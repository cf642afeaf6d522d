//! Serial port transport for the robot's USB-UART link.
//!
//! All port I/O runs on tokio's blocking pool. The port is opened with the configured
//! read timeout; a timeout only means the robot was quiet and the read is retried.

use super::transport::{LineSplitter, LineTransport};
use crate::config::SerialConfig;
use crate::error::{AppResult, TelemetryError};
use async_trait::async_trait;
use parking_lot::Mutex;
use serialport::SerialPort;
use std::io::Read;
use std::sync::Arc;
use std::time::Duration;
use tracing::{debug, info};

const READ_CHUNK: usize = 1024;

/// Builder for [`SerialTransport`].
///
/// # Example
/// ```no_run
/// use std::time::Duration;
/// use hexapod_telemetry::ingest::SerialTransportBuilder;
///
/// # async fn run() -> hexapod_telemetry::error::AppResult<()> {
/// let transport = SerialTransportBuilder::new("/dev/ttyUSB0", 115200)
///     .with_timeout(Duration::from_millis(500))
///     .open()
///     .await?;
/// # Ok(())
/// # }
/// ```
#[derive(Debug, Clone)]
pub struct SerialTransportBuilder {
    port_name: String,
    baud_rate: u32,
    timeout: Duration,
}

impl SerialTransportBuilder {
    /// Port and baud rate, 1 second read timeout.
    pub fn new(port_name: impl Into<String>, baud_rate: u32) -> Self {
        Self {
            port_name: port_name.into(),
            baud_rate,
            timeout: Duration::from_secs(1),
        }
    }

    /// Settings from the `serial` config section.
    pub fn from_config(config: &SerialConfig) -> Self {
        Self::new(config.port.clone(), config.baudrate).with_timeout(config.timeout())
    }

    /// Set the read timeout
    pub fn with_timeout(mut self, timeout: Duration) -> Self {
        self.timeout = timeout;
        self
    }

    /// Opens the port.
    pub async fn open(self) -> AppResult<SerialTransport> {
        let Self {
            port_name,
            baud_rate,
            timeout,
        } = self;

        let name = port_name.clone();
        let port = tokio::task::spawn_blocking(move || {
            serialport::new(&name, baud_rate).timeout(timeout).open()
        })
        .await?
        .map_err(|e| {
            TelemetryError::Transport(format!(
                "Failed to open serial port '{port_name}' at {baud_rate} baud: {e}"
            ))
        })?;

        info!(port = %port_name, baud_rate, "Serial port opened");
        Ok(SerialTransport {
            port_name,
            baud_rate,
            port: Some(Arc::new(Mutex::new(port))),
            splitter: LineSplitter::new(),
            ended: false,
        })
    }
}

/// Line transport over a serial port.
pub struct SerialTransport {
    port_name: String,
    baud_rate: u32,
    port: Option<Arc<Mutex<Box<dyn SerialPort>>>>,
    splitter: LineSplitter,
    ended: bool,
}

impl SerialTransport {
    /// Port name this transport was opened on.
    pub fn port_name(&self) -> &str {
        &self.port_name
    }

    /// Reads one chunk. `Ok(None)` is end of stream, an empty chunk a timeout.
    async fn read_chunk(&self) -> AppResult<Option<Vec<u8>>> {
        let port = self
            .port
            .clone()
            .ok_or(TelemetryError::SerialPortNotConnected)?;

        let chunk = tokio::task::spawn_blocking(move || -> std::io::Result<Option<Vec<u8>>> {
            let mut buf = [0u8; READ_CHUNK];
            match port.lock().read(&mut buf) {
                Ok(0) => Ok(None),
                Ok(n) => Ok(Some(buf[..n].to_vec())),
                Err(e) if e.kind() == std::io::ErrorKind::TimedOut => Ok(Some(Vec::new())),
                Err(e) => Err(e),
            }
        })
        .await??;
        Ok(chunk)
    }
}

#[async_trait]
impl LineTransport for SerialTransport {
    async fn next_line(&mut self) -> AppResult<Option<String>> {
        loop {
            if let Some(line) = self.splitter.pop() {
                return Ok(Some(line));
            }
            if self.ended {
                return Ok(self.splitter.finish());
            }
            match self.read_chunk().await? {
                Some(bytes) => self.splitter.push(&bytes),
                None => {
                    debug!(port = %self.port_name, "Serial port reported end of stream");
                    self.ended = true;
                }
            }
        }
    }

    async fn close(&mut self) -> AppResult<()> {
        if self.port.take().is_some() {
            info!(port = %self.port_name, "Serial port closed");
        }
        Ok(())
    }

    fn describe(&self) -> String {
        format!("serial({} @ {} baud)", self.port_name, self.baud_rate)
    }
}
===
— Task brief —
Every line of the records containing the word "return" must appear in the answer.

— Output for this task —
                return Ok(Some(line));
                return Ok(self.splitter.finish());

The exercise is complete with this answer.